• _AIM OF THE EXERCISE_
Under this line are the records; write out word for word the part that begins at the line containing "if let Err(e) = self.videos.upsert(std::slice::from_ref(&video))" and ends at the line containing "async fn sleep(&self, duration: Duration)", and no more.

[Stored dataset items]
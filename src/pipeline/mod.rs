//! Pipeline orchestrator: bounded download/upload worker pools over shared
//! FIFO queues.
//!
//! Workers are long-lived tasks; the semaphores bound concurrent in-flight
//! items per stage. Items flow discover → download → upload; the store is
//! updated by the engines only after a stage fully completes.

pub mod dashboard;
mod progress;

pub use progress::{PipelineSnapshot, Stage, WorkProgress};

use std::collections::{HashMap, VecDeque};
use std::sync::atomic::{AtomicUsize, Ordering};
use std::sync::{Arc, Mutex as StdMutex, RwLock as StdRwLock};
use std::time::{Duration, Instant};

use tokio::sync::{Mutex, Semaphore};
use tokio::task::JoinHandle;
use tokio_util::sync::CancellationToken;
use tracing::{error, info, warn};

use crate::download::DownloadEngine;
use crate::logging::EventLog;
use crate::models::Video;
use crate::repository::VideoRepository;
use crate::upload::DeliveryUploader;

/// Idle poll interval for workers with an empty queue.
const IDLE_POLL: Duration = Duration::from_millis(500);
/// Grace period for joining workers on stop.
const STOP_GRACE: Duration = Duration::from_secs(10);

struct Inner {
    engine: DownloadEngine,
    uploader: Option<DeliveryUploader>,
    videos: Arc<VideoRepository>,
    event_log: Arc<EventLog>,

    download_queue: Mutex<VecDeque<Video>>,
    upload_queue: Mutex<VecDeque<String>>,
    download_sem: Semaphore,
    upload_sem: Semaphore,

    download_progress: StdRwLock<HashMap<String, WorkProgress>>,
    upload_progress: StdRwLock<HashMap<String, WorkProgress>>,
    completed_downloads: StdMutex<Vec<String>>,
    completed_uploads: StdMutex<Vec<String>>,
    status_line: StdRwLock<String>,
    in_flight: AtomicUsize,

    download_workers: usize,
    upload_workers: usize,
    cancel: CancellationToken,
    started_at: Instant,
}

/// The concurrent ingestion pipeline.
pub struct Pipeline {
    inner: Arc<Inner>,
    handles: Mutex<Vec<JoinHandle<()>>>,
}

impl Pipeline {
    pub fn new(
        engine: DownloadEngine,
        uploader: Option<DeliveryUploader>,
        videos: Arc<VideoRepository>,
        event_log: Arc<EventLog>,
        download_workers: usize,
        upload_workers: usize,
        cancel: CancellationToken,
    ) -> Self {
        let upload_workers = if uploader.is_some() { upload_workers } else { 0 };
        Self {
            inner: Arc::new(Inner {
                engine,
                uploader,
                videos,
                event_log,
                download_queue: Mutex::new(VecDeque::new()),
                upload_queue: Mutex::new(VecDeque::new()),
                download_sem: Semaphore::new(download_workers),
                upload_sem: Semaphore::new(upload_workers.max(1)),
                download_progress: StdRwLock::new(HashMap::new()),
                upload_progress: StdRwLock::new(HashMap::new()),
                completed_downloads: StdMutex::new(Vec::new()),
                completed_uploads: StdMutex::new(Vec::new()),
                status_line: StdRwLock::new(String::new()),
                in_flight: AtomicUsize::new(0),
                download_workers,
                upload_workers,
                cancel,
                started_at: Instant::now(),
            }),
            handles: Mutex::new(Vec::new()),
        }
    }

    /// Spawn the download workers, upload workers, and the dashboard.
    pub async fn start(&self) {
        let mut handles = self.handles.lock().await;
        if !handles.is_empty() {
            return;
        }
        for worker in 0..self.inner.download_workers {
            let inner = self.inner.clone();
            handles.push(tokio::spawn(download_worker(inner, worker)));
        }
        for worker in 0..self.inner.upload_workers {
            let inner = self.inner.clone();
            handles.push(tokio::spawn(upload_worker(inner, worker)));
        }
        let inner = self.inner.clone();
        handles.push(tokio::spawn(dashboard_worker(inner)));
        info!(
            downloads = self.inner.download_workers,
            uploads = self.inner.upload_workers,
            "pipeline workers started"
        );
    }

    /// Append items to the download queue. Non-blocking; URLs already
    /// queued or in flight are skipped.
    pub async fn enqueue(&self, items: Vec<Video>) -> usize {
        let mut queue = self.inner.download_queue.lock().await;
        let mut added = 0;
        for video in items {
            let queued = queue.iter().any(|v| v.url == video.url);
            let downloading = self
                .inner
                .download_progress
                .read()
                .unwrap()
                .contains_key(&video.url);
            let uploading = self
                .inner
                .upload_progress
                .read()
                .unwrap()
                .contains_key(&video.url);
            if queued || downloading || uploading {
                continue;
            }
            queue.push_back(video);
            added += 1;
        }
        added
    }

    /// Enqueue and wait until both queues are drained and no worker is
    /// mid-item.
    pub async fn process_blocking(&self, items: Vec<Video>) {
        self.enqueue(items).await;
        loop {
            if self.inner.cancel.is_cancelled() {
                return;
            }
            let downloads_queued = self.inner.download_queue.lock().await.len();
            let uploads_queued = self.inner.upload_queue.lock().await.len();
            if downloads_queued == 0
                && uploads_queued == 0
                && self.inner.in_flight.load(Ordering::SeqCst) == 0
            {
                return;
            }
            tokio::time::sleep(Duration::from_millis(250)).await;
        }
    }

    /// Set the dashboard's current-activity line. Last writer wins.
    pub fn update_status(&self, text: &str) {
        *self.inner.status_line.write().unwrap() = text.to_string();
        self.inner.event_log.log(text);
    }

    /// Cancel the token and join all workers within the grace period.
    pub async fn stop(&self) {
        self.inner.cancel.cancel();
        let mut handles = self.handles.lock().await;
        let joins = futures::future::join_all(handles.drain(..));
        if tokio::time::timeout(STOP_GRACE, joins).await.is_err() {
            warn!("pipeline workers did not stop within grace period");
        }
        info!("pipeline stopped");
    }

    /// Point-in-time view for the dashboard and status commands.
    pub fn snapshot(&self) -> PipelineSnapshot {
        snapshot_of(&self.inner)
    }

    /// Queue depths: (download, upload). Test and status helper.
    pub async fn queue_depths(&self) -> (usize, usize) {
        (
            self.inner.download_queue.lock().await.len(),
            self.inner.upload_queue.lock().await.len(),
        )
    }
}

fn snapshot_of(inner: &Inner) -> PipelineSnapshot {
    let downloads_active: Vec<(String, WorkProgress)> = inner
        .download_progress
        .read()
        .unwrap()
        .iter()
        .map(|(url, p)| (url.clone(), p.clone()))
        .collect();
    let uploads_active: Vec<(String, WorkProgress)> = inner
        .upload_progress
        .read()
        .unwrap()
        .iter()
        .map(|(url, p)| (url.clone(), p.clone()))
        .collect();

    PipelineSnapshot {
        status_line: inner.status_line.read().unwrap().clone(),
        downloads_active,
        uploads_active,
        downloads_queued: inner.download_queue.try_lock().map(|q| q.len()).unwrap_or(0),
        uploads_queued: inner.upload_queue.try_lock().map(|q| q.len()).unwrap_or(0),
        downloads_completed: inner.completed_downloads.lock().unwrap().len(),
        uploads_completed: inner.completed_uploads.lock().unwrap().len(),
        download_workers: inner.download_workers,
        upload_workers: inner.upload_workers,
        uploads_enabled: inner.uploader.is_some(),
        elapsed_secs: inner.started_at.elapsed().as_secs(),
    }
}

async fn download_worker(inner: Arc<Inner>, worker: usize) {
    loop {
        if inner.cancel.is_cancelled() {
            break;
        }
        let item = inner.download_queue.lock().await.pop_front();
        let Some(video) = item else {
            tokio::select! {
                _ = inner.cancel.cancelled() => break,
                _ = tokio::time::sleep(IDLE_POLL) => {}
            }
            continue;
        };

        inner.in_flight.fetch_add(1, Ordering::SeqCst);
        let permit = match inner.download_sem.acquire().await {
            Ok(p) => p,
            Err(_) => {
                inner.in_flight.fetch_sub(1, Ordering::SeqCst);
                break;
            }
        };

        inner.download_progress.write().unwrap().insert(
            video.url.clone(),
            WorkProgress::new(Stage::Download, worker, &video.title),
        );

        let progress_map = &inner.download_progress;
        let url_key = video.url.clone();
        let on_chunk = move |read: u64, total: Option<u64>| {
            if let Some(entry) = progress_map.write().unwrap().get_mut(&url_key) {
                entry.bytes_read = read;
                entry.bytes_total = total;
                entry.status = "downloading".to_string();
            }
        };

        let result = inner.engine.download(&video, &on_chunk).await;
        inner.download_progress.write().unwrap().remove(&video.url);

        match result {
            Ok(path) => {
                inner
                    .completed_downloads
                    .lock()
                    .unwrap()
                    .push(video.url.clone());
                inner
                    .event_log
                    .log(&format!("downloaded {} -> {}", video.url, path.display()));
                if inner.uploader.is_some() {
                    inner.upload_queue.lock().await.push_back(video.url.clone());
                }
            }
            Err(e) => {
                error!(worker, url = %video.url, error = %e, "download failed");
                inner
                    .event_log
                    .log(&format!("download failed {}: {}", video.url, e));
            }
        }

        drop(permit);
        inner.in_flight.fetch_sub(1, Ordering::SeqCst);
    }
}

async fn upload_worker(inner: Arc<Inner>, worker: usize) {
    let Some(uploader) = inner.uploader.as_ref() else {
        return;
    };
    loop {
        if inner.cancel.is_cancelled() {
            break;
        }
        let item = inner.upload_queue.lock().await.pop_front();
        let Some(url) = item else {
            tokio::select! {
                _ = inner.cancel.cancelled() => break,
                _ = tokio::time::sleep(IDLE_POLL) => {}
            }
            continue;
        };

        inner.in_flight.fetch_add(1, Ordering::SeqCst);
        let permit = match inner.upload_sem.acquire().await {
            Ok(p) => p,
            Err(_) => {
                inner.in_flight.fetch_sub(1, Ordering::SeqCst);
                break;
            }
        };

        // Reload: the download stage has persisted the final path by now.
        let video = match inner.videos.get(&url) {
            Ok(Some(v)) => v,
            Ok(None) => {
                warn!(worker, %url, "upload item vanished from store");
                drop(permit);
                inner.in_flight.fetch_sub(1, Ordering::SeqCst);
                continue;
            }
            Err(e) => {
                error!(worker, %url, error = %e, "store read failed, skipping item");
                drop(permit);
                inner.in_flight.fetch_sub(1, Ordering::SeqCst);
                continue;
            }
        };

        inner.upload_progress.write().unwrap().insert(
            url.clone(),
            WorkProgress::new(Stage::Upload, worker, &video.title),
        );

        let result = uploader.upload(&video).await;
        inner.upload_progress.write().unwrap().remove(&url);

        match result {
            Ok(()) => {
                inner.completed_uploads.lock().unwrap().push(url.clone());
                inner.event_log.log(&format!("uploaded {}", url));
            }
            Err(e) => {
                error!(worker, %url, error = %e, "upload failed");
                inner.event_log.log(&format!("upload failed {}: {}", url, e));
            }
        }

        drop(permit);
        inner.in_flight.fetch_sub(1, Ordering::SeqCst);
    }
}

async fn dashboard_worker(inner: Arc<Inner>) {
    let mut state = dashboard::DashboardState::new();
    loop {
        tokio::select! {
            _ = inner.cancel.cancelled() => break,
            _ = tokio::time::sleep(dashboard::TICK) => {}
        }

        let snapshot = snapshot_of(&inner);
        let body = dashboard::render_body(&snapshot);
        if state.should_emit(&body) {
            let block = dashboard::render_block(&snapshot);
            println!("{}", block);
            inner.event_log.log(&block);
        }
    }
}
//! Automation loop: polls active channels on their schedule, discovers new
//! posts, resolves media URLs, and hands work to the pipeline without ever
//! waiting on downloads.

use std::sync::Arc;
use std::time::Duration;

use anyhow::Result;
use rand::Rng;
use tokio_util::sync::CancellationToken;
use tracing::{info, warn};

use crate::fetch::MediaUrlResolver;
use crate::models::Video;
use crate::pipeline::Pipeline;
use crate::repository::{ChannelRepository, VideoRepository};
use crate::scanner::{ChannelSource, ScanMode};

/// Candidates pulled per channel per monitoring cycle.
const MONITOR_LIMIT: usize = 20;
/// Pause between scanning consecutive due channels.
const CHANNEL_DELAY: Duration = Duration::from_secs(2);

pub struct AutomationLoop {
    channels: Arc<ChannelRepository>,
    videos: Arc<VideoRepository>,
    scanner: Arc<dyn ChannelSource>,
    resolver: Arc<dyn MediaUrlResolver>,
    pipeline: Arc<Pipeline>,
    cancel: CancellationToken,
    cycle_delay: Duration,
}

impl AutomationLoop {
    pub fn new(
        channels: Arc<ChannelRepository>,
        videos: Arc<VideoRepository>,
        scanner: Arc<dyn ChannelSource>,
        resolver: Arc<dyn MediaUrlResolver>,
        pipeline: Arc<Pipeline>,
        cancel: CancellationToken,
        cycle_delay: Duration,
    ) -> Self {
        Self {
            channels,
            videos,
            scanner,
            resolver,
            pipeline,
            cancel,
            cycle_delay,
        }
    }

    /// Run until cancelled.
    pub async fn run(&self) -> Result<()> {
        info!("automation loop started");
        while !self.cancel.is_cancelled() {
            self.run_cycle().await;
            if !self.sleep(self.cycle_delay).await {
                break;
            }
        }
        info!("automation loop stopped");
        Ok(())
    }

    /// One scheduling pass: scan due channels, ingest their candidates,
    /// and enqueue everything downloadable.
    pub async fn run_cycle(&self) {
        let channels = match self.channels.get_active() {
            Ok(channels) => channels,
            Err(e) => {
                // Transient store errors skip the cycle, never kill the loop.
                warn!(error = %e, "failed to read channels, skipping cycle");
                return;
            }
        };

        let now = chrono::Utc::now();
        let due: Vec<_> = channels.into_iter().filter(|c| c.is_due(now)).collect();
        if due.is_empty() {
            let idle = rand::rng().random_range(30..=60u64);
            self.sleep(Duration::from_secs(idle)).await;
            return;
        }

        for channel in due {
            if self.cancel.is_cancelled() {
                return;
            }
            self.pipeline
                .update_status(&format!("scanning {}", channel.name));

            match self
                .scanner
                .scan(&channel.url, MONITOR_LIMIT, ScanMode::Monitor)
                .await
            {
                Ok(candidates) => {
                    let new = self.ingest_candidates(candidates).await;
                    if new > 0 {
                        info!(channel = %channel.name, new, "discovered new posts");
                    }
                }
                Err(e) => warn!(channel = %channel.name, error = %e, "channel scan failed"),
            }

            // One touch per due channel per cycle, found posts or not.
            if let Err(e) = self.channels.touch_last_checked(channel.id) {
                warn!(channel = %channel.name, error = %e, "failed to update last_checked");
            }

            if !self.sleep(CHANNEL_DELAY).await {
                return;
            }
        }

        // Hand everything downloadable to the pipeline; scanning never waits
        // on downloads.
        match self.videos.get_undownloaded() {
            Ok(pending) => {
                if !pending.is_empty() {
                    let added = self.pipeline.enqueue(pending).await;
                    if added > 0 {
                        info!(added, "enqueued pending downloads");
                    }
                }
            }
            Err(e) => warn!(error = %e, "failed to read pending downloads"),
        }
    }

    /// Persist unseen candidates and resolve their media URLs. Returns the
    /// number of new posts.
    async fn ingest_candidates(&self, candidates: Vec<crate::scanner::PostCandidate>) -> usize {
        let mut new = 0;
        for candidate in candidates {
            if self.cancel.is_cancelled() {
                break;
            }
            match self.videos.exists(&candidate.url) {
                Ok(true) => continue,
                Ok(false) => {}
                Err(e) => {
                    warn!(url = %candidate.url, error = %e, "exists check failed, skipping");
                    continue;
                }
            }

            let video = Video::discovered(
                candidate.url.clone(),
                candidate.title.clone(),
                candidate.post_id.clone(),
            );
            if let Err(e) = self.videos.upsert(std::slice::from_ref(&video)) {
                warn!(url = %video.url, error = %e, "failed to persist post, skipping");
                continue;
            }
            new += 1;

            match self.resolver.resolve_media_url(&video.url).await {
                Ok(Some(media_url)) => {
                    if let Err(e) = self.videos.update_media_url(&video.url, &media_url) {
                        warn!(url = %video.url, error = %e, "failed to persist media URL");
                    }
                }
                Ok(None) => {
                    warn!(url = %video.url, "no media URL observed for post");
                }
                Err(e) => {
                    warn!(url = %video.url, error = %e, "media resolution failed");
                }
            }
        }
        new
    }

    /// Cancellation-aware sleep. Returns false when cancelled.
    async fn sleep(&self, duration: Duration) -> bool {
        tokio::select! {
            _ = self.cancel.cancelled() => false,
            _ = tokio::time::sleep(duration) => true,
        }
    }
}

• _OUTPUT OF THE TASK_
            if let Err(e) = self.videos.upsert(std::slice::from_ref(&video)) {
                warn!(url = %video.url, error = %e, "failed to persist post, skipping");
                continue;
            }
            new += 1;

            match self.resolver.resolve_media_url(&video.url).await {
                Ok(Some(media_url)) => {
                    if let Err(e) = self.videos.update_media_url(&video.url, &media_url) {
                        warn!(url = %video.url, error = %e, "failed to persist media URL");
                    }
                }
                Ok(None) => {
                    warn!(url = %video.url, "no media URL observed for post");
                }
                Err(e) => {
                    warn!(url = %video.url, error = %e, "media resolution failed");
                }
            }
        }
        new
    }

    /// Cancellation-aware sleep. Returns false when cancelled.
    async fn sleep(&self, duration: Duration) -> bool {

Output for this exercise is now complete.